Study material START
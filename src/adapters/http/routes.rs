use actix_governor::{Governor, GovernorConfigBuilder};
use actix_web::web;
use std::sync::Arc;

use crate::application::identity::{
  CompleteProfileUseCase, ConfirmSignUpUseCase, SignInUseCase, SignOutUseCase, SignUpUseCase,
  SocialCallbackUseCase, SocialLoginUseCase,
};
use crate::application::users::{
  CreateProfileUseCase, GetProfileUseCase, UpdateProfileUseCase, VerifyEmailUseCase,
  VerifyPhoneUseCase,
};
use crate::domain::identity::IdentityService;
use crate::infrastructure::config::RateLimitConfig;

use super::handlers::social_auth::{social_callback_handler, social_login_handler};
use super::handlers::users::{
  create_profile_handler, get_profile_handler, update_profile_handler, verify_email_handler,
  verify_phone_handler,
};
use super::handlers::{pages, web_auth};
use super::middleware::WebAuthMiddleware;
use super::templates::TemplateEngine;

/// Use cases behind the profile API
#[derive(Clone)]
pub struct UserRouteDependencies {
  pub create_profile: Arc<CreateProfileUseCase>,
  pub get_profile: Arc<GetProfileUseCase>,
  pub update_profile: Arc<UpdateProfileUseCase>,
  pub verify_phone: Arc<VerifyPhoneUseCase>,
  pub verify_email: Arc<VerifyEmailUseCase>,
}

/// Configure profile routes
///
/// Mounts the profile endpoints under the provided scope
/// (e.g. /api/users).
///
/// # Routes
///
/// - POST /profile - Create a profile
/// - GET /profile/{sub} - Fetch a profile by subject id
/// - PATCH /profile/{sub} - Merge changes into a profile
/// - PATCH /verify-phone/{sub} - Mark the phone number verified
/// - PATCH /verify-email/{sub} - Mark the email verified
///
/// # Example
///
/// ```no_run
/// use actix_web::{App, web};
/// # use digilaw::adapters::http::routes::{UserRouteDependencies, configure_user_routes};
///
/// # fn example(dependencies: UserRouteDependencies) {
/// let app = App::new().service(
///   web::scope("/api/users").configure(|cfg| configure_user_routes(cfg, dependencies)),
/// );
/// # }
/// ```
pub fn configure_user_routes(cfg: &mut web::ServiceConfig, dependencies: UserRouteDependencies) {
  cfg
    .app_data(web::Data::new(dependencies.create_profile))
    .app_data(web::Data::new(dependencies.get_profile))
    .app_data(web::Data::new(dependencies.update_profile))
    .app_data(web::Data::new(dependencies.verify_phone))
    .app_data(web::Data::new(dependencies.verify_email))
    .route("/profile", web::post().to(create_profile_handler))
    .route("/profile/{sub}", web::get().to(get_profile_handler))
    .route("/profile/{sub}", web::patch().to(update_profile_handler))
    .route("/verify-phone/{sub}", web::patch().to(verify_phone_handler))
    .route("/verify-email/{sub}", web::patch().to(verify_email_handler));
}

/// Configure social login routes (e.g. under /api/auth)
///
/// - GET /social-login?provider=Google - Redirect to the hosted UI
/// - GET /social-callback?code&state - Hosted UI callback
///
/// Expects a `BaseUrl` in app data.
pub fn configure_social_auth_routes(
  cfg: &mut web::ServiceConfig,
  social_login_use_case: Arc<SocialLoginUseCase>,
  social_callback_use_case: Arc<SocialCallbackUseCase>,
) {
  cfg
    .app_data(web::Data::new(social_login_use_case))
    .app_data(web::Data::new(social_callback_use_case))
    .route("/social-login", web::get().to(social_login_handler))
    .route("/social-callback", web::get().to(social_callback_handler));
}

/// Everything the server-rendered pages need
#[derive(Clone)]
pub struct WebRouteDependencies {
  pub templates: TemplateEngine,
  pub identity_service: Arc<IdentityService>,
  pub rate_limit: RateLimitConfig,
  pub sign_up: Arc<SignUpUseCase>,
  pub confirm_sign_up: Arc<ConfirmSignUpUseCase>,
  pub sign_in: Arc<SignInUseCase>,
  pub sign_out: Arc<SignOutUseCase>,
  pub complete_profile: Arc<CompleteProfileUseCase>,
  pub get_profile: Arc<GetProfileUseCase>,
  pub update_profile: Arc<UpdateProfileUseCase>,
}

/// Configure web UI routes
pub fn configure_web_routes(cfg: &mut web::ServiceConfig, dependencies: WebRouteDependencies) {
  let WebRouteDependencies {
    templates,
    identity_service,
    rate_limit,
    sign_up,
    confirm_sign_up,
    sign_in,
    sign_out,
    complete_profile,
    get_profile,
    update_profile,
  } = dependencies;

  // Add template engine to app data
  cfg.app_data(web::Data::new(templates));

  // Public routes (no authentication required)
  cfg
    .route("/", web::get().to(pages::root_redirect))
    .route("/login", web::get().to(pages::login_page))
    .route("/signup", web::get().to(pages::signup_page))
    .route("/confirm", web::get().to(pages::confirm_page));

  // Zero values would disable the limiter; clamp them so the builder accepts the config
  let governor_conf = GovernorConfigBuilder::default()
    .per_second(rate_limit.auth_per_second.max(1))
    .burst_size(rate_limit.auth_burst_size.max(1))
    .finish()
    .unwrap_or_default();

  // Auth form submission routes, rate limited per client IP
  cfg.service(
    web::scope("/auth")
      .wrap(Governor::new(&governor_conf))
      .app_data(web::Data::new(sign_up))
      .app_data(web::Data::new(confirm_sign_up))
      .app_data(web::Data::new(sign_in))
      .app_data(web::Data::new(sign_out))
      .route("/signup", web::post().to(web_auth::signup_submit))
      .route("/confirm", web::post().to(web_auth::confirm_submit))
      .route("/login", web::post().to(web_auth::login_submit))
      .route("/logout", web::post().to(web_auth::logout))
      .service(
        web::resource("/complete-profile")
          .wrap(WebAuthMiddleware::new(identity_service.clone()))
          .app_data(web::Data::new(complete_profile))
          .route(web::get().to(pages::complete_profile_page))
          .route(web::post().to(web_auth::complete_profile_submit)),
      ),
  );

  // Protected routes (require authentication)
  cfg.service(
    web::resource("/profile")
      .wrap(WebAuthMiddleware::new(identity_service.clone()))
      .app_data(web::Data::new(get_profile))
      .app_data(web::Data::new(update_profile))
      .route(web::get().to(pages::profile_page))
      .route(web::post().to(web_auth::profile_submit)),
  );

  cfg.service(
    web::resource("/chat")
      .wrap(WebAuthMiddleware::new(identity_service))
      .route(web::get().to(pages::chat_page)),
  );
}
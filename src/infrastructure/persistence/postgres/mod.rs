pub mod user_repository;

pub use user_repository::PostgresUserRepository;
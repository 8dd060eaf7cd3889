//! Identity use cases
//!
//! Sign-up, confirmation, sign-in and sign-out through the identity
//! provider, the social login round trip, and completing a profile after
//! a social sign-in.

mod complete_profile;
mod confirm_sign_up;
mod sign_in;
mod sign_out;
mod sign_up;
mod social_callback;
mod social_login;

pub use complete_profile::{CompleteProfileCommand, CompleteProfileUseCase};
pub use confirm_sign_up::{ConfirmSignUpCommand, ConfirmSignUpUseCase};
pub use sign_in::{SignInCommand, SignInResponse, SignInUseCase};
pub use sign_out::SignOutUseCase;
pub use sign_up::{SignUpCommand, SignUpResponse, SignUpUseCase};
pub use social_callback::{SocialCallbackCommand, SocialCallbackOutcome, SocialCallbackUseCase};
pub use social_login::{SocialLoginResponse, SocialLoginUseCase};
use thiserror::Error;

use crate::domain::users::{UserError, ValidationError};

/// Errors raised while talking to the identity provider or routing its users
#[derive(Debug, Error)]
pub enum IdentityError {
  #[error("Invalid credentials provided")]
  InvalidCredentials,

  #[error("An account with this phone number or email already exists")]
  UsernameExists,

  #[error("Account has not been confirmed yet")]
  NotConfirmed,

  #[error("Invalid or expired confirmation code")]
  InvalidCode,

  #[error("Invalid or expired session")]
  InvalidSession,

  #[error("Passwords do not match")]
  PasswordMismatch,

  #[error("Password must be between {min} and {max} characters")]
  InvalidPassword { min: usize, max: usize },

  #[error("Enter a registered email or a 10 digit phone number")]
  InvalidLogin,

  #[error("OAuth state did not match")]
  StateMismatch,

  #[error("Authorization code exchange failed: {0}")]
  CodeExchange(String),

  #[error("Identity provider error: {0}")]
  Provider(String),

  #[error("Identity provider is not configured: {0}")]
  NotConfigured(String),

  #[error("Validation error: {0}")]
  Validation(#[from] ValidationError),

  #[error(transparent)]
  User(#[from] UserError),
}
Study material END
- About this task
Please copy all lines of the listing in which the string "under" occurs.

- Answer for this exercise
/// Mounts the profile endpoints under the provided scope
/// Configure social login routes (e.g. under /api/auth)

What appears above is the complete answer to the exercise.